Köşe Yazıları

Fenerbahçe önde başladı, önde bitirdi

0

Bucaspor’u ligin ilk haftasında canlı şekilde izleme fırsatım olmuştu, bir de bu hafta TV’den izledim. Görünen o ki, umut verme açısından değişen bir durum yok. Bucaspor hala aynı sorunları yaşıyor. Yanlış antrenör (ilki özellikle) ve ondan kaynaklanan yanlış transferler sebebiyle İzmir gelecek sene tekrar Süper Lig’de temsil edilemeyecek gibi duruyor.

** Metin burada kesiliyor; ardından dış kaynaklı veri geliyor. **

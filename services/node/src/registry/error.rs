//! Registry error types.

use shoal_id::NodeId;
use thiserror::Error;

/// Cluster registry errors.
///
/// Every variant is surfaced to the caller; retry policy belongs to the
/// lifecycle loops, not the registry client.
#[derive(Debug, Error)]
pub enum RegistryError {
    /// Failed to connect to the backing store.
    #[error("failed to connect to registry: {0}")]
    Connect(#[source] sqlx::Error),

    /// A store query failed.
    #[error("registry query failed: {0}")]
    Query(#[source] sqlx::Error),

    /// The store is unreachable or refused the call.
    #[error("registry unavailable: {0}")]
    Unavailable(String),

    /// The registry URL scheme is not supported.
    #[error("unsupported registry url: {0}")]
    UnsupportedUrl(String),

    /// A stored entry could not be decoded.
    #[error("corrupt registry entry for {node_id}: {source}")]
    Corrupt {
        node_id: NodeId,
        #[source]
        source: serde_json::Error,
    },

    /// Serialization error.
    #[error("serialization error: {0}")]
    Serialization(#[from] serde_json::Error),
}
//! Shared helpers for the cluster scenarios.
//!
//! Every node of a scenario runs in this process on 127.0.0.1 with an OS
//! chosen port, and all of them share one in-memory registry.

#![allow(dead_code)]

use std::future::Future;
use std::sync::{Arc, Once};
use std::time::Duration;

use shoal_node::registry::RegistryStore;
use shoal_node::{EventController, NodeConfig, NodeKind, NodeService};
use tokio::sync::broadcast;
use tracing_subscriber::EnvFilter;

pub const HEARTBEAT: Duration = Duration::from_millis(50);
pub const TTL: Duration = Duration::from_millis(400);
pub const WAIT: Duration = Duration::from_secs(5);

static TRACING: Once = Once::new();

/// Installs a test subscriber once; `RUST_LOG` controls verbosity.
pub fn init_tracing() {
    TRACING.call_once(|| {
        let _ = tracing_subscriber::fmt()
            .with_env_filter(EnvFilter::try_from_default_env().unwrap_or_else(|_| "warn".into()))
            .with_test_writer()
            .try_init();
    });
}

/// Fast-ticking config for a node of `kind`.
pub fn config(kind: NodeKind, api_name: &str) -> NodeConfig {
    NodeConfig::default()
        .with_kind(kind, api_name)
        .with_port(0)
        .with_heartbeat(HEARTBEAT, TTL)
        .with_handshake(Duration::from_millis(500), 2)
        .with_request_timeout(Duration::from_secs(2))
}

pub async fn start(
    config: NodeConfig,
    store: &Arc<dyn RegistryStore>,
    controller: Arc<dyn EventController>,
) -> NodeService {
    NodeService::start(config, Arc::clone(store), controller)
        .await
        .expect("node should start")
}

/// Polls `check` until it holds or [`WAIT`] passes.
pub async fn eventually<F, Fut>(what: &str, mut check: F)
where
    F: FnMut() -> Fut,
    Fut: Future<Output = bool>,
{
    let deadline = tokio::time::Instant::now() + WAIT;
    loop {
        if check().await {
            return;
        }
        if tokio::time::Instant::now() >= deadline {
            panic!("timed out waiting for: {what}");
        }
        tokio::time::sleep(Duration::from_millis(10)).await;
    }
}

/// Waits until every node has every other node in its topology.
pub async fn wait_for_mesh(nodes: &[&NodeService]) {
    for node in nodes {
        for other in nodes {
            if node.node_id() == other.node_id() {
                continue;
            }
            let (node, other_id) = ((*node).clone(), other.node_id());
            eventually("full mesh", move || {
                let node = node.clone();
                async move { node.topology().contains(other_id) }
            })
            .await;
        }
    }
}

/// Receives events until one matches `pred`.
pub async fn wait_for_event<T: Clone, F>(rx: &mut broadcast::Receiver<T>, mut pred: F) -> T
where
    F: FnMut(&T) -> bool,
{
    let found = tokio::time::timeout(WAIT, async {
        loop {
            match rx.recv().await {
                Ok(event) if pred(&event) => return Some(event),
                Ok(_) | Err(broadcast::error::RecvError::Lagged(_)) => continue,
                Err(broadcast::error::RecvError::Closed) => return None,
            }
        }
    })
    .await;

    match found {
        Ok(Some(event)) => event,
        Ok(None) => panic!("event channel closed"),
        Err(_) => panic!("timed out waiting for event"),
    }
}
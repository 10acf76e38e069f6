//! # shoal-wire
//!
//! The unit exchanged between nodes is an [`InternalPacket`]: a fixed
//! little-endian header followed by an opaque payload.
//!
//! ```text
//! +---------+--------------+-------------+-------+----------+---------+
//! | node id | message type | request key | reply | actor id | payload |
//! |   8     |      4       |      4      |   1   |    8     |    N    |
//! +---------+--------------+-------------+-------+----------+---------+
//! ```
//!
//! The node id is the sender for requests and the original requester for
//! replies. Message types [`MessageType::HANDSHAKE_REQUEST`] and
//! [`MessageType::HANDSHAKE_RESPONSE`] are reserved; everything from
//! [`MessageType::FIRST_APPLICATION`] up belongs to applications.
//!
//! Framing (length prefixes) is the transport's job; this crate only sees
//! whole frames.

mod codec;
mod error;
mod packet;

pub use codec::{EncodeContext, JsonCodec, PayloadCodec};
pub use error::WireError;
pub use packet::{InternalPacket, MessageType, PacketHeader, HEADER_LEN};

Eğer Samet Aybaba’nın bu maç için bir puan hesabı vardıysa, Alex bu hesabı 34. saniyede bozdu. Çok güzel bir paslaşma trafiği sonucunda, basketbolda benzerini görebileceğimiz bir sayı/gol oldu Fenerbahçe’nin golü. Bu aynı zamanda Fenerbahçe’nin lig tarihindeki 3000. golü olarak da tarihe geçti. (Sarı-lacivertli ekibin 2000. golünü de yine bir  yabancı oyuncu, Nijeryalı Uche imzasını atmıştı. Uche, 1996-1997 sezonunda Kadıköy’de takımının Trabzonspor’u 1-0 yendiği maçta 2000. golü kaydeden isim olmuştu.) İkinci ve üçüncü goller içinse söylenebilecek şeyler Bucaspor defansı hakkında olur herhalde.

Alex kısa sürede 3 gol atarak, kendisiyle ilgili tartışmaları alevlendirecek gibi görünüyor. Maç sonunda kesin olan şu ki, “Alex ile olmuyor.” diyenler birden fazla gol yemiş görünüyor. “Alex olmadan asla” cephesiyle, “Küçük maçların büyük oyuncusu” cephesi ise biraz daha mevzi kazanmış oldu bu maç sonucunda. Ek olarak da Alex’in çıkarken yaptığı hareketler ve önce soyunma odasına gidip, sonra geri gelmesi (maçın anlatıcılarına göre getirilmesi) de tartışmaları tekrar alevlendirecek. Takımın skora yönelik iki oyuncusundan biriyle, antrenörün arasındaki çekişme medyanın sevdiği türden bir çekişme. Her şey bir yana ortada olan ise Alex’in şu anda ligin en çok gol atan oyuncusu olduğu ve yıllardır bu sıfatın ara ara onun eline geçtiği.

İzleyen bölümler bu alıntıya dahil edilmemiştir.